1. Field
The present embodiments relate to a memory controller controlling access to a semiconductor memory, and relates to a system.
2. Description of the Related Art
For improving access efficiency, many of semiconductor memories such as SDRAMs have a plurality of banks capable of independent operation. In order to access a memory cell in a semiconductor memory of this type, it is necessary to supply an activate command, a read or write command, and a precharge command. The activate command is a command for selecting a word line and latching, in a sense amplifier, data held in memory cells connected to the selected word line. The read command is a command for reading the data latched in the sense amplifier. The write command is a command for rewriting the data latched in the sense amplifier in order to write data to the memory cell. The precharge command is a command for resetting bit lines connecting the memory cells to the sense amplifier to a predetermined voltage.

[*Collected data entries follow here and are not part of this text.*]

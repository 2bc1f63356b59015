//! Aggregate figures over the cached data.

use crate::cache::CacheSet;
use crate::consistency::mean_rating;
use bistro_store::{Rating, RestaurantId, Review};
use serde::Serialize;
use std::collections::{BTreeMap, HashMap};

/// Counts and rating figures across all restaurants and reviews.
#[derive(Debug, Clone, PartialEq, Serialize)]
pub struct Statistics {
    /// Cached restaurants.
    pub restaurant_count: usize,
    /// Cached reviews.
    pub review_count: usize,
    /// Mean of every review's rating, 0.0 without reviews.
    pub average_rating: f64,
    /// Lowest review rating.
    pub lowest_rating: Option<Rating>,
    /// Highest review rating.
    pub highest_rating: Option<Rating>,
    /// Review count per restaurant location. Locations whose restaurants
    /// have no reviews are listed with 0.
    pub reviews_by_location: BTreeMap<String, usize>,
}

impl Statistics {
    /// Computes the figures from one consistent view of both caches.
    pub fn collect(caches: &CacheSet) -> Self {
        let reviews = caches.reviews.core().map().read();
        let restaurants = caches.restaurants.core().map().read();

        let mut per_restaurant: HashMap<RestaurantId, usize> = HashMap::new();
        for review in reviews.values() {
            *per_restaurant.entry(review.restaurant_id()).or_default() += 1;
        }
        let mut reviews_by_location = BTreeMap::new();
        for restaurant in restaurants.values() {
            let location = restaurant.location().trim();
            if location.is_empty() {
                continue;
            }
            let count = restaurant
                .id()
                .and_then(|id| per_restaurant.get(&id))
                .copied()
                .unwrap_or(0);
            *reviews_by_location.entry(location.to_string()).or_default() += count;
        }

        let ratings: Vec<Rating> = reviews.values().map(Review::rating).collect();
        Self {
            restaurant_count: restaurants.len(),
            review_count: ratings.len(),
            average_rating: mean_rating(ratings.iter().copied()),
            lowest_rating: ratings.iter().min().copied(),
            highest_rating: ratings.iter().max().copied(),
            reviews_by_location,
        }
    }
}

#[cfg(test)]
mod tests {
    use super::*;
    use crate::backup::SqliteDialect;
    use crate::{AppContext, Config};
    use bistro_store::{MemoryBackend, Restaurant};
    use std::sync::Arc;

    fn context() -> Arc<AppContext> {
        let ctx = AppContext::builder(
            Arc::new(MemoryBackend::new()),
            Arc::new(SqliteDialect::new("unused.db")),
        )
        .config(Config::fast())
        .build()
        .unwrap();
        ctx.open().unwrap();
        ctx
    }

    #[test]
    fn empty_caches_report_zeroes() {
        let stats = context().statistics();
        assert_eq!(stats.restaurant_count, 0);
        assert_eq!(stats.review_count, 0);
        assert_eq!(stats.average_rating, 0.0);
        assert_eq!(stats.lowest_rating, None);
        assert!(stats.reviews_by_location.is_empty());
    }

    #[test]
    fn locations_sum_reviews_of_their_restaurants() {
        let ctx = context();
        for (name, location) in [("A", "Downtown"), ("B", "Downtown"), ("C", "Harbour")] {
            ctx.restaurants()
                .add(Restaurant::new(name, location).unwrap())
                .unwrap();
        }
        for (name, rating) in [("A", 5), ("A", 2), ("B", 4)] {
            ctx.reviews()
                .add(name, Rating::new(rating).unwrap(), "")
                .unwrap();
        }

        let stats = ctx.statistics();
        assert_eq!(stats.restaurant_count, 3);
        assert_eq!(stats.review_count, 3);
        assert!((stats.average_rating - 11.0 / 3.0).abs() < 1e-9);
        assert_eq!(stats.lowest_rating.map(Rating::get), Some(2));
        assert_eq!(stats.highest_rating.map(Rating::get), Some(5));
        assert_eq!(stats.reviews_by_location["Downtown"], 3);
        assert_eq!(stats.reviews_by_location["Harbour"], 0);
    }
}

Generally, a unit of data latched in a sense amplifier at a time is called a page. In a case where a memory cell stores one-bit data, the number of bits of one page equals the number of memory cells connected to one word line. To read or rewrite data latched in the sense amplifier, it is only necessary to supply a read command or a write command to a memory. On the other hand, to read or rewrite data not latched in the sense amplifier, it is necessary to supply an activate command prior to the read command or the write command. In a case where the sense amplifier is latching data of another page, it is further necessary to supply a precharge command prior to the activate command.
The state where data input/output is possible only with the read command or the write command is called page hit. On the other hand, the state where the activate command is necessary prior to the read command or the write command is called page miss. In a case where a semiconductor memory has a plurality of banks, page hit or page miss is decided for each bank.
Conventionally, in order to reduce access time, there has been proposed a method in which, when it is found that the state of a bank is page miss, a precharge operation of this bank is performed after a read operation or a write operation of another bank (for example, Japanese Unexamined Patent Application Publication No. Hei 9-237490; hereinafter, reference 1). There has also been proposed a method in which, when an activate command and a read command are supplied to a bank in response to an access request, a precharge command to a bank corresponding to a subsequent access request, if its state is page miss, is executed prior to the read command (for example, Japanese Unexamined Patent Application Publication No. 2002-342159; hereinafter, reference 2).
In the method of the reference 1, the time from the supply of the access request to the start of the access in the bank corresponding to the page miss is long. Therefore, in the entire memory including a plurality of banks, access efficiency is not improved. In the method of the reference 2, in a case where the state of the bank to be accessed next is page miss and an empty clock cycle exists, the precharge command is always inserted between the activate command and the read command in other words, the states (page hit or page miss) of the plural banks to be accessed at and after the third time are not used as a basis of the decision on whether to insert the precharge command or not. This necessitates inserting one precharge command per bank, and if there is no empty clock cycle, the precharge command cannot be inserted. As a result, access efficiency cannot be sometimes improved sufficiently.